Surrey CC council chamber. Photo: Surrey CC, Flickr.

Surrey County Council has cancelled its referendum on a 15% hike in council tax aimed at paying for social care. The reason will see Surrey benefit but will leave other authorities asking how their funding issues will be solved.

It’s off. The referendum that would have seen the residents of Surrey vote on a 15% hike in council tax will not go ahead.

Announced in January, every local government officer up and down the country had been watching what would happen when council tax payers were asked to back a hefty rise in taxes for a council beset by social care funding issues. But after a tense meeting of Surrey County Council on Tuesday evening this week the referendum will now not happen.
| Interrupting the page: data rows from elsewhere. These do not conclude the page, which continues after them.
//! Callback-to-handler dispatch
//!
//! Home of the [`DialogDispatcher`], which turns synchronous engine
//! callbacks into handler tasks on the host runtime, and the internal
//! live-dialog table backing cancellation and progress updates.

mod dispatcher;
mod registry;

pub use dispatcher::DialogDispatcher;
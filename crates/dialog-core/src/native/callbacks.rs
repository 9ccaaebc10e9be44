//! Inbound callback surface
//!
//! The native engine announces dialogs through a fixed table of callbacks.
//! [`DialogCallbacks`] is the safe rendition of that table: one method per
//! event kind, implemented by the dispatcher and driven by the external ABI
//! adapter. The adapter owns all marshaling concerns (UTF-8 conversion,
//! pointer-to-u64 translation, the per-process context pointer) and hands
//! this trait already-safe data.

/// Callback table invoked by the native engine, one method per event kind.
///
/// ## Threading
///
/// Every method may be called from an arbitrary engine worker thread, often
/// while the engine holds internal locks. Implementations must return
/// promptly and must never block on host-side work; the provided
/// [`DialogDispatcher`](crate::dispatch::DialogDispatcher) satisfies this by
/// scheduling handler execution on the host runtime and returning.
///
/// ## Data conventions
///
/// * `id` is the engine's raw dialog reference; `0` is the invalid sentinel.
/// * Text arguments are `None` where the engine passed no string; consumers
///   treat that the same as an empty string.
pub trait DialogCallbacks: Send + Sync {
    /// An error notice was raised. No handle, no response expected.
    fn on_error(&self, title: Option<String>, text: Option<String>);

    /// A login dialog was raised for the native reference `id`.
    fn on_login_requested(
        &self,
        id: u64,
        title: Option<String>,
        text: Option<String>,
        default_username: Option<String>,
        ask_store: bool,
    );

    /// A question dialog was raised for the native reference `id`.
    ///
    /// `question_type` is the engine's raw severity discriminant.
    fn on_question_requested(
        &self,
        id: u64,
        title: Option<String>,
        text: Option<String>,
        question_type: u32,
        cancel_text: Option<String>,
        first_action_text: Option<String>,
        second_action_text: Option<String>,
    );

    /// A progress dialog was raised for the native reference `id`.
    fn on_progress_requested(
        &self,
        id: u64,
        title: Option<String>,
        text: Option<String>,
        indeterminate: bool,
        position: f32,
        cancel_text: Option<String>,
    );

    /// An already-shown progress dialog changed position or text.
    ///
    /// References the handle created by the earlier progress event; no new
    /// handle is created and the existing one stays valid.
    fn on_progress_updated(&self, id: u64, position: f32, text: Option<String>);

    /// The engine withdrew the dialog `id` before it was resolved.
    fn on_cancelled(&self, id: u64);
}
The circumstances prompted an angry response from Labour party leader Jeremy Corbyn who demanded to know which “sweeteners” had been offered to Surrey’s Tory-led council. Text messages had allegedly gone astray, handing the Labour leader a rare opportunity to seize the initiative at PMQs.

Questions about why the referendum was killed were understandable. Reports said that Surrey’s council leader, David Hodge, withdrew his referendum proposal after delaying the council meeting for three hours while “negotiating” on the phone with Whitehall.
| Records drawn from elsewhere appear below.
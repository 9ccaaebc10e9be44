//! Dialog handle implementation
//!
//! A [`DialogHandle`] is the single-use token through which a host handler
//! resolves one native dialog. The handle holds the engine's raw reference in
//! an atomic; retirement is a `swap` to zero performed *before* the native
//! call, so when a handler resolution races a native-side cancel, exactly one
//! side wins the reference and the other observes an already-retired handle.
//! The native identifier therefore can never be posted twice.

use std::fmt;
use std::sync::atomic::{AtomicU64, Ordering};
use std::sync::{Arc, Weak};

use dashmap::DashMap;
use tokio_util::sync::CancellationToken;
use tracing::debug;

use super::dialog_id::DialogId;
use crate::errors::{DialogError, DialogResult};
use crate::native::DialogEngine;

/// Single-use handle for resolving one native dialog.
///
/// Created by the dispatcher when the engine raises a login, question or
/// progress dialog and handed to the matching [`DialogHandlers`] method.
/// Exactly one of [`post_login`], [`post_action`] or [`dismiss`] resolves the
/// dialog; afterwards the handle is permanently retired and the resolving
/// operations fail with [`DialogError::InvalidHandle`] (`dismiss` reports
/// `false` instead, so cancellation paths can call it unconditionally).
///
/// Handles are cheap to clone; all clones share the same retirement state.
///
/// [`DialogHandlers`]: crate::handlers::DialogHandlers
/// [`post_login`]: DialogHandle::post_login
/// [`post_action`]: DialogHandle::post_action
/// [`dismiss`]: DialogHandle::dismiss
#[derive(Clone)]
pub struct DialogHandle {
    inner: Arc<HandleInner>,
}

struct HandleInner {
    /// Raw native reference; zero once the handle is retired.
    raw: AtomicU64,

    /// Outbound port the terminal call is posted through.
    engine: Arc<dyn DialogEngine>,

    /// Cancellation signal shared with the handler for this dialog.
    cancel: CancellationToken,

    /// Live-dialog table, for deregistration at retirement. Weak: the
    /// dispatcher owns the table, the handle only refers back to it.
    live: Weak<DashMap<u64, DialogHandle>>,
}

impl DialogHandle {
    pub(crate) fn new(
        id: DialogId,
        engine: Arc<dyn DialogEngine>,
        cancel: CancellationToken,
        live: Weak<DashMap<u64, DialogHandle>>,
    ) -> Self {
        Self {
            inner: Arc::new(HandleInner {
                raw: AtomicU64::new(id.as_raw()),
                engine,
                cancel,
                live,
            }),
        }
    }

    /// Whether the handle can still resolve its dialog.
    ///
    /// Point-in-time answer: a concurrent resolution or native cancel can
    /// retire the handle immediately after this returns `true`.
    pub fn is_valid(&self) -> bool {
        self.inner.raw.load(Ordering::Acquire) != 0
    }

    /// Post a login answer and retire the handle.
    ///
    /// Absent credentials are posted as empty strings, matching what the
    /// engine expects. `Ok(true)` means the engine accepted the answer;
    /// `Ok(false)` means it refused (for example the dialog was withdrawn
    /// natively in the same instant), which is an expected outcome.
    ///
    /// # Errors
    ///
    /// [`DialogError::InvalidHandle`] if the handle was already retired;
    /// a double resolution by the handler, surfaced loudly.
    pub fn post_login(
        &self,
        username: Option<&str>,
        password: Option<&str>,
        store: bool,
    ) -> DialogResult<bool> {
        let id = self
            .retire()
            .ok_or(DialogError::invalid_handle("post_login"))?;
        let status = self.inner.engine.post_login(
            id,
            username.unwrap_or(""),
            password.unwrap_or(""),
            store,
        );
        if status != 0 {
            debug!("engine refused login answer for {} (status {})", id, status);
        }
        Ok(status == 0)
    }

    /// Post a question answer and retire the handle.
    ///
    /// `action_index` is `1` for the first action, `2` for the second.
    ///
    /// # Errors
    ///
    /// [`DialogError::InvalidHandle`] if the handle was already retired.
    pub fn post_action(&self, action_index: u16) -> DialogResult<bool> {
        let id = self
            .retire()
            .ok_or(DialogError::invalid_handle("post_action"))?;
        let status = self.inner.engine.post_action(id, action_index);
        if status != 0 {
            debug!(
                "engine refused action {} for {} (status {})",
                action_index, id, status
            );
        }
        Ok(status == 0)
    }

    /// Dismiss the dialog without answering and retire the handle.
    ///
    /// Safe to call at any time, including on an already-retired handle:
    /// dismissal doubles as the internal cleanup path for cancellation and
    /// must be idempotent. Returns `true` only when this call retired the
    /// handle and the engine accepted the dismissal.
    pub fn dismiss(&self) -> bool {
        match self.retire() {
            Some(id) => {
                let status = self.inner.engine.dismiss(id);
                if status != 0 {
                    debug!("engine refused dismissal of {} (status {})", id, status);
                }
                status == 0
            }
            None => false,
        }
    }

    /// Claim the native reference, leaving the handle retired.
    ///
    /// The swap happens before any native call so that of two concurrent
    /// resolvers exactly one obtains the reference. The winner also drops
    /// the live-table entry; the `ptr_eq` guard keeps a stale handle from
    /// evicting a successor registered under a reused raw id.
    fn retire(&self) -> Option<DialogId> {
        let raw = self.inner.raw.swap(0, Ordering::AcqRel);
        let id = DialogId::from_raw(raw)?;
        if let Some(live) = self.inner.live.upgrade() {
            live.remove_if(&raw, |_, existing| {
                Arc::ptr_eq(&existing.inner, &self.inner)
            });
        }
        Some(id)
    }

    /// Retire the handle without posting to the engine.
    ///
    /// Used when the engine has already withdrawn the dialog natively and a
    /// dismissal must not be posted back.
    pub(crate) fn invalidate(&self) {
        let _ = self.retire();
    }

    /// The cancellation signal bound to this dialog.
    pub(crate) fn cancel_token(&self) -> &CancellationToken {
        &self.inner.cancel
    }

    /// Whether two handles refer to the same underlying dialog instance.
    pub(crate) fn same_dialog(&self, other: &DialogHandle) -> bool {
        Arc::ptr_eq(&self.inner, &other.inner)
    }
}

// Manual impl: `dyn DialogEngine` is not Debug.
impl fmt::Debug for DialogHandle {
    fn fmt(&self, f: &mut fmt::Formatter<'_>) -> fmt::Result {
        let raw = self.inner.raw.load(Ordering::Acquire);
        f.debug_struct("DialogHandle")
            .field("raw", &raw)
            .field("retired", &(raw == 0))
            .finish()
    }
}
Hodge has also been quoted in the Financial Times saying “The government has listened and we believe the government now understands,” and that by next year the finance position would be quite different. The implication was that something big was on its way, enough to make the council leader change his mind. However, he remained tight lipped about what it was.

David Hodge. Photo: Surrey CC, Flickr

Later we received some further insight. The suggestion from a think tank, the Local Government Information Unit (LGiU), on the BBC’s Today programme, was that Surrey will be included in business rates devolution trials due to kick off in April, well ahead of the 2020 start date for a nation wide launch.

That’s a boon for Surrey. The county council, pained by a £170m drop in grant money since 2010, will now opt for a 4.99% rise in council tax — a figure much below its referendum target — safe in the knowledge that cash is coming early from rates devolution.

It’s debatable whether Surrey’s leaders ever really expected its residents to back a 15% rise in council tax. Many interpreted the move as an effort to focus central government’s attention on social care funding. Others read referendums as a way of preparing the ground for councils to rebel against balanced budgets, an act that would force central government into action.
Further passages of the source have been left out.